Concertation vs Alliance

Ah ! Si seulement Michelle Bachelet avait pu se représenter... Elle l'aurait emporté haut la main, elle qui continue de surfer dans les sondages, avec une popularité de 70 pour cent, chiffre sans précédent dans les annales nationales. Seulement voilà : la Constitution ne l'autorise pas à briguer un second mandat consécutif et, de plus, ses concitoyens estiment que vingt ans de gouvernement Concertation, c'est trop, et même malsain, dit l'électeur moyen dans un pays connu pour pratiquer une démocratie qui n'a rien à envier aux coutumes scandinaves en la matière. Voilà pourquoi à Santiago, on s'apprêtait dimanche à tourner la page d'un centrisme de bon aloi, sans toutefois aller jusqu'à basculer carrément à droite, ce qui aurait représenté du jamais-vu depuis cinquante et un ans si l'on excepte la désastreuse expérience Pinochet reléguée, elle, au rang de mauvais souvenir après un interminable règne de dix-sept ans (1973-1990). Le dernier jefe de droite, tout le monde fait semblant de l'avoir oublié, est Jorge Alessandri.
Concertation, quel beau nom, s'agissant d'une coalition qui regroupe quatre formations : les chrétiens-démocrates, le Parti socialiste, le Parti pour la démocratie, le Parti radical social-démocrate ! L'ennui pour cette formation est qu'elle est en place depuis trop longtemps, que l'homme de la rue veut du changement et que, selon les dernières études, soixante pour cent de la population estime qu'aucun des dirigeants en place ne répond à ses aspirations, et certainement pas l'Alliance pour le Chili, comprenant l'Union des indépendants démocrates et le Renouveau national. Résultat : les jeunes se désintéressent de la politique, comme le prouve le fait qu'en septembre dernier, date limite fixée par le gouvernement, seulement 9,2 des moins de 30 ans pour cent s'étaient inscrits sur les registres électoraux.
Contre de telles (fausses ?) certitudes, tout homme politique normalement constitué vous le dira, les slogans et les engagements ne peuvent rien. Pourtant il a plu des promesses tout au long de la campagne électorale. Ainsi Sebastián Piñera n'a-t-il cessé de faire valoir que les années Bachelet n'avaient pas vraiment profité au bon peuple et fait miroiter le mirage d'un million de nouveaux emplois, d'une lutte de tous les instants contre les trafiquants. Ainsi Eduardo Frei a-t-il tout bonnement repris à son compte le programme de l'actuelle présidente (amélioration de la condition des femmes, élargissement de la sécurité sociale aux familles des ouvriers) tout en jouant à fond sur la fibre sentimentale de ses partisans, n'hésitant pas à l'occasion à rappeler que son père, Eduardo Frei Montalva, qui fut chef de l'État de 1964 à 1970, avait été assassiné en 1982 dans le cadre d'une conspiration dont on vient de révéler les détails.
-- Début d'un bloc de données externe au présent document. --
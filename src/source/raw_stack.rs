//! Memory-mapped raw frame stack files (`.rawstack`).
//!
//! A raw stack is the simplest container that can hold an acquisition run:
//! a fixed header followed by tightly packed, row-major frames of identical
//! shape and sample type. Reading maps the file once and decodes individual
//! frames on demand, so random access is O(1) and nothing but the requested
//! frame is copied.
//!
//! # Layout (little-endian)
//!
//! ```text
//! offset  size  field
//!      0     8  magic            0xDA_DA_F1_1E_00_00_00_01
//!      8     4  version          1
//!     12     4  width
//!     16     4  height
//!     20     4  channels
//!     24     4  sample format    1 = u8, 2 = u16, 3 = f64
//!     28     4  reserved
//!     32     8  frame count
//!     40     8  framerate (f64, 0 = unknown)
//!     48    16  padding
//!     64        frame data
//! ```

use super::file::VideoReader;
use crate::core::{ImageData, PixelBuffer};
use crate::error::{FileFormatError, SourceError};
use memmap2::Mmap;
use std::fs::File;
use std::path::{Path, PathBuf};

/// File extension recognised by `VideoFileSource::open_path`.
pub const RAW_STACK_EXTENSION: &str = "rawstack";

/// Magic number at the start of every raw stack
const MAGIC: u64 = 0xDA_DA_F1_1E_00_00_00_01;

/// Current format version
const VERSION: u32 = 1;

/// Size of the header in bytes
const HEADER_SIZE: usize = 64;

#[derive(Clone, Copy, Debug, PartialEq, Eq)]
enum SampleFormat {
    U8 = 1,
    U16 = 2,
    F64 = 3,
}

impl SampleFormat {
    fn from_code(code: u32) -> Result<Self, FileFormatError> {
        match code {
            1 => Ok(SampleFormat::U8),
            2 => Ok(SampleFormat::U16),
            3 => Ok(SampleFormat::F64),
            other => Err(FileFormatError::UnknownSampleFormat(other)),
        }
    }

    fn of(pixels: &PixelBuffer) -> Self {
        match pixels {
            PixelBuffer::U8(_) => SampleFormat::U8,
            PixelBuffer::U16(_) => SampleFormat::U16,
            PixelBuffer::F64(_) => SampleFormat::F64,
        }
    }

    fn bytes(self) -> usize {
        match self {
            SampleFormat::U8 => 1,
            SampleFormat::U16 => 2,
            SampleFormat::F64 => 8,
        }
    }
}

/// Decoded raw stack header.
#[derive(Clone, Copy, Debug, PartialEq)]
struct Header {
    width: usize,
    height: usize,
    channels: usize,
    format: SampleFormat,
    frame_count: usize,
    framerate: f64,
}

impl Header {
    /// Bytes per frame, `None` if the declared shape overflows `usize`.
    fn frame_bytes(&self) -> Option<usize> {
        self.width
            .checked_mul(self.height)?
            .checked_mul(self.channels)?
            .checked_mul(self.format.bytes())
    }

    fn overflow(&self) -> FileFormatError {
        FileFormatError::SizeOverflow {
            width: self.width,
            height: self.height,
            channels: self.channels,
            frame_count: self.frame_count,
        }
    }

    fn parse(bytes: &[u8]) -> Result<Self, FileFormatError> {
        if bytes.len() < HEADER_SIZE {
            return Err(FileFormatError::TruncatedHeader(bytes.len()));
        }
        let u32_at = |at: usize| {
            let mut raw = [0u8; 4];
            raw.copy_from_slice(&bytes[at..at + 4]);
            u32::from_le_bytes(raw)
        };
        let u64_at = |at: usize| {
            let mut raw = [0u8; 8];
            raw.copy_from_slice(&bytes[at..at + 8]);
            u64::from_le_bytes(raw)
        };

        let magic = u64_at(0);
        if magic != MAGIC {
            return Err(FileFormatError::BadMagic {
                expected: MAGIC,
                found: magic,
            });
        }
        let version = u32_at(8);
        if version != VERSION {
            return Err(FileFormatError::UnsupportedVersion(version));
        }

        let header = Header {
            width: u32_at(12) as usize,
            height: u32_at(16) as usize,
            channels: u32_at(20) as usize,
            format: SampleFormat::from_code(u32_at(24))?,
            frame_count: u64_at(32) as usize,
            framerate: f64::from_bits(u64_at(40)),
        };

        let expected = header
            .frame_bytes()
            .and_then(|size| size.checked_mul(header.frame_count))
            .ok_or_else(|| header.overflow())?;
        let actual = bytes.len() - HEADER_SIZE;
        if actual < expected {
            return Err(FileFormatError::TruncatedData {
                expected: expected as u64,
                actual: actual as u64,
            });
        }
        Ok(header)
    }

    fn write(&self, out: &mut Vec<u8>) {
        out.extend_from_slice(&MAGIC.to_le_bytes());
        out.extend_from_slice(&VERSION.to_le_bytes());
        out.extend_from_slice(&(self.width as u32).to_le_bytes());
        out.extend_from_slice(&(self.height as u32).to_le_bytes());
        out.extend_from_slice(&(self.channels as u32).to_le_bytes());
        out.extend_from_slice(&(self.format as u32).to_le_bytes());
        out.extend_from_slice(&0u32.to_le_bytes());
        out.extend_from_slice(&(self.frame_count as u64).to_le_bytes());
        out.extend_from_slice(&self.framerate.to_bits().to_le_bytes());
        out.resize(HEADER_SIZE, 0);
    }
}

/// Build a raw stack from `frames`.
///
/// All frames must share shape and sample type. A `framerate` of `None` is
/// stored as 0 (unknown).
pub fn encode_raw_stack(frames: &[ImageData], framerate: Option<f64>) -> Result<Vec<u8>, FileFormatError> {
    let first = frames.first();
    let header = Header {
        width: first.map_or(0, ImageData::width),
        height: first.map_or(0, ImageData::height),
        channels: first.map_or(1, ImageData::channels),
        format: first.map_or(SampleFormat::U8, |f| SampleFormat::of(f.pixels())),
        frame_count: frames.len(),
        framerate: framerate.unwrap_or(0.0),
    };

    let data_bytes = header
        .frame_bytes()
        .and_then(|size| size.checked_mul(frames.len()))
        .ok_or_else(|| header.overflow())?;
    let mut out = Vec::with_capacity(HEADER_SIZE.saturating_add(data_bytes));
    header.write(&mut out);
    for frame in frames {
        if frame.width() != header.width
            || frame.height() != header.height
            || frame.channels() != header.channels
            || SampleFormat::of(frame.pixels()) != header.format
        {
            return Err(FileFormatError::InconsistentFrames);
        }
        match frame.pixels() {
            PixelBuffer::U8(data) => out.extend_from_slice(data),
            PixelBuffer::U16(data) => data.iter().for_each(|v| out.extend_from_slice(&v.to_le_bytes())),
            PixelBuffer::F64(data) => data.iter().for_each(|v| out.extend_from_slice(&v.to_le_bytes())),
        }
    }
    Ok(out)
}

/// [`VideoReader`] over a memory-mapped raw stack file.
#[derive(Debug)]
pub struct RawStackReader {
    path: PathBuf,
    mmap: Option<Mmap>,
    header: Option<Header>,
}

impl RawStackReader {
    /// Reader for `path`; the file is mapped by [`VideoReader::open`].
    pub fn new(path: &Path) -> Self {
        Self {
            path: path.to_path_buf(),
            mmap: None,
            header: None,
        }
    }
}

impl VideoReader for RawStackReader {
    fn open(&mut self) -> Result<(), SourceError> {
        let file = File::open(&self.path)?;
        // SAFETY: the mapping is read-only and lives as long as `self`. Frames
        // are copied out before being handed to callers, so a concurrent
        // truncation can at worst fault this process, never alias its memory.
        #[allow(unsafe_code)]
        let mmap = unsafe { Mmap::map(&file)? };
        let header = Header::parse(&mmap)?;
        self.header = Some(header);
        self.mmap = Some(mmap);
        Ok(())
    }

    fn frame_count(&self) -> usize {
        self.header.map_or(0, |h| h.frame_count)
    }

    fn framerate(&self) -> Option<f64> {
        self.header
            .map(|h| h.framerate)
            .filter(|r| r.is_finite() && *r > 0.0)
    }

    fn read_frame(&self, index: usize) -> Result<ImageData, SourceError> {
        let (Some(mmap), Some(header)) = (&self.mmap, self.header) else {
            return Err(SourceError::NotOpen("uninitialized"));
        };
        if index >= header.frame_count {
            return Err(SourceError::FrameIndex {
                index,
                count: header.frame_count,
            });
        }
        let range = header.frame_bytes().and_then(|size| {
            let start = index.checked_mul(size)?.checked_add(HEADER_SIZE)?;
            Some(start..start.checked_add(size)?)
        });
        let Some(raw) = range.and_then(|r| mmap.get(r)) else {
            return Err(SourceError::Format(header.overflow()));
        };
        let pixels = match header.format {
            SampleFormat::U8 => PixelBuffer::U8(raw.to_vec()),
            SampleFormat::U16 => PixelBuffer::U16(
                raw.chunks_exact(2)
                    .map(|c| u16::from_le_bytes([c[0], c[1]]))
                    .collect(),
            ),
            SampleFormat::F64 => PixelBuffer::F64(
                raw.chunks_exact(8)
                    .map(|c| {
                        let mut b = [0u8; 8];
                        b.copy_from_slice(c);
                        f64::from_le_bytes(b)
                    })
                    .collect(),
            ),
        };
        ImageData::with_channels(header.width, header.height, header.channels, pixels)
            .map_err(|_| SourceError::Format(FileFormatError::InconsistentFrames))
    }

    fn describe(&self) -> String {
        self.path.display().to_string()
    }

    fn close(&mut self) {
        self.mmap = None;
    }
}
Au terme du premier tour, le candidat de la droite caracole en tête, avec une confortable avance de 14 points sur l'ancien président mais sans avoir réussi à recueillir la moitié des suffrages exprimés. Le grand arbitre paraît être Marco Enriquez-Ominami, un producteur de cinéma âgé de 36 ans et socialiste repenti depuis que le parti a, comme c'était la coutume, refusé d'organiser des primaires à l'échelle nationale. Il a aussitôt décrété que « Concertation, c'est fini », a claqué la porte, s'est présenté en candidat indépendant, a recueilli 19 pour cent des suffrages pour se poser désormais, bien qu'il s'en défende, en arbitre de la situation. Une quasi-certitude : ses voix n'iront pas à Frei, lequel bénéficiera par contre du report des bulletins de Jorge Arrate, transfuge lui aussi du centre gauche, crédité d'un score plutôt modeste mais combien précieux de 5,8 pour cent. Toujours est-il qu'une dispersion des voix profiterait à Eduardo Frei et servirait de barrage à un retour de la droite.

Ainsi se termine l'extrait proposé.